What is expected: From the data below, copy out every line in which the word "defaults" occurs.

Collected data:

• • • • •

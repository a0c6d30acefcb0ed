//! # keel-config
//!
//! Layered configuration loading for keel using figment.
//!
//! Configuration sources (in priority order, highest wins):
//! 1. Environment variables (`KEEL_*` prefix, `__` as separator)
//! 2. Project-level `.keel/config.toml`
//! 3. User-level `~/.config/keel/config.toml`
//! 4. Built-in defaults
//!
//! Figment maps `KEEL_VALIDATION__COERCE_VALUE` -> `validation.coerce_value`.
//!
//! # Usage
//!
//! ```no_run
//! use keel_config::KeelConfig;
//!
//! let config = KeelConfig::load_with_dotenv().expect("config");
//! let options = config.validation.options();
//! println!("scope {} coercing {}", config.validation.scope, options.coerce_value);
//! ```

mod error;
mod validation;

pub use error::ConfigError;
pub use validation::ValidationConfig;

use figment::{
    Figment,
    providers::{Env, Format, Serialized, Toml},
};
use serde::{Deserialize, Serialize};
use std::path::PathBuf;

#[derive(Debug, Clone, Default, Deserialize, Serialize)]
pub struct KeelConfig {
    #[serde(default)]
    pub validation: ValidationConfig,
}

impl KeelConfig {
    /// Load configuration from TOML files and environment variables.
    ///
    /// Does not read `.env`; use [`Self::load_with_dotenv`] for that.
    ///
    /// # Errors
    ///
    /// Returns `ConfigError::Figment` when a source fails to parse or a value
    /// has the wrong shape, and `ConfigError::InvalidValue` when a value is
    /// well-formed but unusable.
    pub fn load() -> Result<Self, ConfigError> {
        let config: Self = Self::figment().extract()?;
        config.validation.check()?;
        Ok(config)
    }

    /// Load `.env` from the working directory, then [`Self::load`].
    ///
    /// # Errors
    ///
    /// Same as [`Self::load`]. A missing `.env` is not an error.
    pub fn load_with_dotenv() -> Result<Self, ConfigError> {
        let _ = dotenvy::dotenv();
        Self::load()
    }

    /// Build the figment provider chain.
    ///
    /// Public so callers can add providers on top.
    #[must_use]
    pub fn figment() -> Figment {
        let mut figment = Figment::from(Serialized::defaults(Self::default()));

        if let Some(global_path) = Self::global_config_path() {
            if global_path.exists() {
                figment = figment.merge(Toml::file(global_path));
            }
        }

        let local_path = PathBuf::from(".keel/config.toml");
        if local_path.exists() {
            figment = figment.merge(Toml::file(local_path));
        }

        figment.merge(Env::prefixed("KEEL_").split("__"))
    }

    fn global_config_path() -> Option<PathBuf> {
        dirs::config_dir().map(|p| p.join("keel").join("config.toml"))
    }
}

• • • • •

Your solution:
//! 4. Built-in defaults
        let mut figment = Figment::from(Serialized::defaults(Self::default()));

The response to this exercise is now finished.